Prof. Dr. Werner: Zunächst müssen wir leider die deprimierende Diagnose stellen, dass die Perspektiven einer digital gestützten Gesundheitsversorgung und der aktuelle Status – einschließlich der gesellschaftlichen Affinität zur Digitalisierung – in Deutschland massiv auseinanderlaufen. Wo könnten wir heute in der Gesundheit, der Wirtschaft und beispielsweise auch der Verwaltung schon stehen, wenn wir in den letzten zehn bis 15 Jahren unser Land entschlossen digitalisiert hätten? Stattdessen ist dieses Thema bis heute in der politischen Landschaft und beispielsweise auch beim Zuschnitt von Bundesministerien sträflich untergewichtet. Jeder fordert zwar Digitalisierung, aber niemand macht sie oder zeichnet konkret dafür verantwortlich. Es fällt also in diesem rückwärtsgewandten, von Stagnation geprägten Umfeld mehr als schwer, Errungenschaften im Sinne von bereits erreichten Meilensteinen herauszustellen.
Wir dürfen dennoch nicht resignieren und müssen nach vorne schauen. Vielleicht liegt die größte Chance im Einsatz von Künstlicher Intelligenz (KI). In einem Interview mit dem Handelsblatt Ende Oktober hat Bill Gates prognostiziert, dass KI ihre Treffergenauigkeit in den kommenden zwei bis fünf Jahren signifikant steigern wird, verbunden mit erheblichen Kostensenkungen. Wir sehen bereits heute an der Universitätsmedizin Essen, dass KI in einigen Bereichen, etwa bei der Mustererkennung oder der Verarbeitung und Analyse von großen Datenmengen, dem Menschen überlegen ist. Darüber hinaus hat KI das Potential, die Medizin wieder empathischer zu machen, indem Medizinisches Personal und Ärzte von sich wiederholenden administrativen Aufgaben entlastet und bei Diagnose- und Therapieentscheidungen unterstützt werden. Am Ende kann KI die Versorgung von Patienten menschlicher, präziser, sicherer und schlichtweg besser machen.
Noch lässt sich nicht exakt absehen, in welchem Umfang KI die Medizin von morgen verändern wird.
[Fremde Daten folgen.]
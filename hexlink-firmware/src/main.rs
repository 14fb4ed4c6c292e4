//! hexlink - ASCII register bus node
//!
//! Firmware for RP2040 boards acting as a master or a slave on a hexlink
//! serial bus. The role, device id and polling settings come from
//! `node.toml`, which is embedded at build time.

#![no_std]
#![no_main]

use defmt::*;
use embassy_executor::Spawner;
use embassy_rp::bind_interrupts;
use embassy_rp::peripherals::UART0;
use embassy_rp::uart::{BufferedInterruptHandler, Config as UartConfig, Uart};
use static_cell::StaticCell;
use {defmt_rtt as _, panic_probe as _};

use hexlink_core::config::parse_config;
use hexlink_core::{NodeConfig, Role};

/// Embedded node configuration (compiled into firmware)
/// Edit node.toml and rebuild to customize
const EMBEDDED_CONFIG: &str = include_str!("../node.toml");

mod channels;
mod tasks;

bind_interrupts!(struct Irqs {
    UART0_IRQ => BufferedInterruptHandler<UART0>;
});

// Static cells for UART buffers (must live forever)
static TX_BUF: StaticCell<[u8; 64]> = StaticCell::new();
static RX_BUF: StaticCell<[u8; 64]> = StaticCell::new();

/// Main entry point
#[embassy_executor::main]
async fn main(spawner: Spawner) {
    info!("hexlink node starting...");

    let p = embassy_rp::init(Default::default());
    info!("Peripherals initialized");

    let config = load_config();
    info!(
        "Role {:?}, device id {=u8:X}, {} baud",
        config.role, config.device_id, config.baudrate
    );

    // Bus UART on GPIO0 (TX) / GPIO1 (RX)
    let mut uart_config = UartConfig::default();
    uart_config.baudrate = config.baudrate;

    let tx_buf = TX_BUF.init([0u8; 64]);
    let rx_buf = RX_BUF.init([0u8; 64]);

    let uart = Uart::new_blocking(p.UART0, p.PIN_0, p.PIN_1, uart_config);
    let uart = uart.into_buffered(Irqs, tx_buf, rx_buf);
    let (tx, rx) = uart.split();

    info!("UART initialized for bus communication");

    spawner
        .spawn(tasks::link_rx_task(rx, config.role, config.device_id))
        .unwrap();
    spawner.spawn(tasks::link_tx_task(tx)).unwrap();
    if config.role == Role::Master {
        spawner.spawn(tasks::master_task(config.master)).unwrap();
    }

    info!("All tasks spawned, node running");

    loop {
        embassy_time::Timer::after_secs(60).await;
        trace!("Main loop heartbeat");
    }
}

/// Parse and validate the embedded configuration
///
/// Falls back to defaults (slave, id 0x01) if node.toml is unusable. build.rs
/// rejects such files, so this only happens with a hand-edited image.
fn load_config() -> NodeConfig {
    let config = match parse_config(EMBEDDED_CONFIG) {
        Ok(config) => config,
        Err(e) => {
            error!("Failed to parse node.toml: {:?}", e);
            return NodeConfig::default();
        }
    };

    match config.validate() {
        Ok(()) => {
            info!("Parsed embedded configuration successfully");
            config
        }
        Err(e) => {
            error!("Invalid node.toml: {:?}; using defaults", e);
            NodeConfig::default()
        }
    }
}
//! Node configuration
//!
//! Configuration types plus a small no_std reader for the TOML subset the
//! firmware embeds.

pub mod toml;
pub mod types;

pub use self::toml::{parse_config, ParseError};
pub use types::*;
Ich persönlich glaube, dass das Potenzial gigantisch ist. Bereits heute kristallisiert sich die Bedeutung für die personalisierte Therapie von Krebserkrankungen heraus und auch für die Gesundheitsprävention gibt KI wichtige Impulse.
Was wünschen Sie sich für die Digitalisierung im Gesundheitswesen bis 2030?
Prof. Dr. Werner: Aufklärung und tatsächliches Tun. Wir werden es nicht schaffen, die Digitalisierung voranzutreiben, wenn Menschen nicht allumfassend über dieses Thema aufgeklärt sind. Ich kann die Ablehnung mancher sogar nachvollziehen. Wenn ich selbst nicht ausreichend über ein Thema informiert bin, bleibe ich als eigentlich sehr offener Mensch auch immer ein bisschen skeptisch.
Ergo brauchen wir gleichsam als Grundlage für eine modernere Medizin auch einen zeitgemäßen, einen smarten Patienten. Der smarte Patient verkörpert einen neuen, informierten Typus, der digital basierte Versorgung aktiv einfordert, und dies nicht nur im Krankheitsfall, sondern ebenso bei der lebenslangen medizinischen Begleitung und der Prävention. Im Gegenzug leistet der smarte Patient selbst erhebliche persönliche Beiträge, indem er verantwortlich und achtsam mit seiner Gesundheit umgeht. Er muss bereit sein, digital zu agieren, digitale Services in Anspruch zu nehmen, darüber hinaus auch Datennutzung zuzulassen und diese zudem für das Gemeinwesen zur Verfügung zu stellen. Vieles davon hat Merkmale einer kleinen Revolution. Und diese brauchen wir auch, nachdem wir in den letzten Jahren und Jahrzehnten erlebt haben, dass das Gesundheitssystem kaum reformierbar ist.